[Collected data]
++++++

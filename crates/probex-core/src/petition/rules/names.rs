//! Person-name cleaning: alias stripping and plausibility checks.

use super::patterns::{AKA, BRACKETED, ESQ, MULTI_WS, NON_NAME_CHARS};
use super::text::truncate_at_label;

/// Words that mark a capture as form boilerplate rather than a person.
const LABEL_NOISE: &[&str] = &[
    "petitioner", "petitioners", "decedent", "deceased", "estate", "name", "names",
    "address", "domicile", "attorney", "signature", "surrogate", "surrogates", "court",
    "county", "state", "city", "street", "zip", "telephone", "email", "relationship",
    "distributee", "interest", "citizenship", "print", "firm", "file", "number",
    "proceeding", "petition", "letters", "administration", "probate", "will", "form",
    "section", "schedule", "value", "property", "none", "other", "specify", "applicable",
    "affiant", "deponent", "applicant", "informant", "counsel", "administrator",
];

/// Remove alias suffixes and bracketed text.
///
/// `Jane Doe (a/k/a Jane A. Doe)` becomes `Jane Doe`.
pub fn strip_aka(raw: &str) -> String {
    let cut = match AKA.find(raw) {
        Some(m) => &raw[..m.start()],
        None => raw,
    };
    let without_brackets = BRACKETED.replace_all(cut, " ");
    let collapsed = MULTI_WS.replace_all(&without_brackets, " ");
    collapsed
        .trim_matches(|c: char| c.is_whitespace() || matches!(c, ',' | ';' | '-' | '(' | '[' | ')' | ']'))
        .to_string()
}

/// Clean a captured person name, preserving its case.
///
/// Strips aliases, trailing labels, `Esq.` and stray characters.
pub fn clean_person_name(raw: &str) -> String {
    let name = strip_aka(raw);
    let name = truncate_at_label(&name);
    let name = ESQ.replace_all(name, "");
    let name = NON_NAME_CHARS.replace_all(&name, " ");
    let name = MULTI_WS.replace_all(&name, " ");
    name.trim_matches(|c: char| c.is_whitespace() || matches!(c, ',' | '-' | '\'' | '.'))
        .to_string()
}

/// True when the text is made of form-label words.
pub fn is_label_noise(text: &str) -> bool {
    let words: Vec<String> = text
        .split(|c: char| !c.is_ascii_alphabetic() && c != '\'')
        .filter(|w| !w.is_empty())
        .map(|w| w.trim_end_matches("'s").to_ascii_lowercase())
        .collect();
    words.iter().any(|w| LABEL_NOISE.contains(&w.as_str()))
}

/// Two to six alphabetic tokens, no digits, no label words.
pub fn plausible_name(name: &str) -> bool {
    if name.chars().any(|c| c.is_ascii_digit()) {
        return false;
    }
    let tokens: Vec<&str> = name.split_whitespace().collect();
    if !(2..=6).contains(&tokens.len()) {
        return false;
    }
    let letters = name.chars().filter(|c| c.is_ascii_alphabetic()).count();
    letters >= 4 && !is_label_noise(name)
}

/// Clean a candidate and accept it only when it is a plausible name.
pub fn accept_name(raw: &str) -> Option<String> {
    let cleaned = clean_person_name(raw);
    plausible_name(&cleaned).then_some(cleaned)
}

/// Case- and whitespace-insensitive containment, used to verify a name occurs in a document.
pub fn name_in_text(name: &str, text: &str) -> bool {
    let squash = |s: &str| {
        s.chars()
            .filter(|c| c.is_ascii_alphanumeric())
            .collect::<String>()
            .to_ascii_lowercase()
    };
    let needle = squash(name);
    !needle.is_empty() && squash(text).contains(&needle)
}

++++++

» **What is required**:
Write out the records above again, keeping each one identical to the original.

» **Result**:
filename crates/probex-core/src/petition/rules/names.rs
//! Person-name cleaning: alias stripping and plausibility checks.

use super::patterns::{AKA, BRACKETED, ESQ, MULTI_WS, NON_NAME_CHARS};
use super::text::truncate_at_label;

/// Words that mark a capture as form boilerplate rather than a person.
const LABEL_NOISE: &[&str] = &[
    "petitioner", "petitioners", "decedent", "deceased", "estate", "name", "names",
    "address", "domicile", "attorney", "signature", "surrogate", "surrogates", "court",
    "county", "state", "city", "street", "zip", "telephone", "email", "relationship",
    "distributee", "interest", "citizenship", "print", "firm", "file", "number",
    "proceeding", "petition", "letters", "administration", "probate", "will", "form",
    "section", "schedule", "value", "property", "none", "other", "specify", "applicable",
    "affiant", "deponent", "applicant", "informant", "counsel", "administrator",
];

/// Remove alias suffixes and bracketed text.
///
/// `Jane Doe (a/k/a Jane A. Doe)` becomes `Jane Doe`.
pub fn strip_aka(raw: &str) -> String {
    let cut = match AKA.find(raw) {
        Some(m) => &raw[..m.start()],
        None => raw,
    };
    let without_brackets = BRACKETED.replace_all(cut, " ");
    let collapsed = MULTI_WS.replace_all(&without_brackets, " ");
    collapsed
        .trim_matches(|c: char| c.is_whitespace() || matches!(c, ',' | ';' | '-' | '(' | '[' | ')' | ']'))
        .to_string()
}

/// Clean a captured person name, preserving its case.
///
/// Strips aliases, trailing labels, `Esq.` and stray characters.
pub fn clean_person_name(raw: &str) -> String {
    let name = strip_aka(raw);
    let name = truncate_at_label(&name);
    let name = ESQ.replace_all(name, "");
    let name = NON_NAME_CHARS.replace_all(&name, " ");
    let name = MULTI_WS.replace_all(&name, " ");
    name.trim_matches(|c: char| c.is_whitespace() || matches!(c, ',' | '-' | '\'' | '.'))
        .to_string()
}

/// True when the text is made of form-label words.
pub fn is_label_noise(text: &str) -> bool {
    let words: Vec<String> = text
        .split(|c: char| !c.is_ascii_alphabetic() && c != '\'')
        .filter(|w| !w.is_empty())
        .map(|w| w.trim_end_matches("'s").to_ascii_lowercase())
        .collect();
    words.iter().any(|w| LABEL_NOISE.contains(&w.as_str()))
}

/// Two to six alphabetic tokens, no digits, no label words.
pub fn plausible_name(name: &str) -> bool {
    if name.chars().any(|c| c.is_ascii_digit()) {
        return false;
    }
    let tokens: Vec<&str> = name.split_whitespace().collect();
    if !(2..=6).contains(&tokens.len()) {
        return false;
    }
    let letters = name.chars().filter(|c| c.is_ascii_alphabetic()).count();
    letters >= 4 && !is_label_noise(name)
}

/// Clean a candidate and accept it only when it is a plausible name.
pub fn accept_name(raw: &str) -> Option<String> {
    let cleaned = clean_person_name(raw);
    plausible_name(&cleaned).then_some(cleaned)
}

/// Case- and whitespace-insensitive containment, used to verify a name occurs in a document.
pub fn name_in_text(name: &str, text: &str) -> bool {
    let squash = |s: &str| {
        s.chars()
            .filter(|c| c.is_ascii_alphanumeric())
            .collect::<String>()
            .to_ascii_lowercase()
    };
    let needle = squash(name);
    !needle.is_empty() && squash(text).contains(&needle)
}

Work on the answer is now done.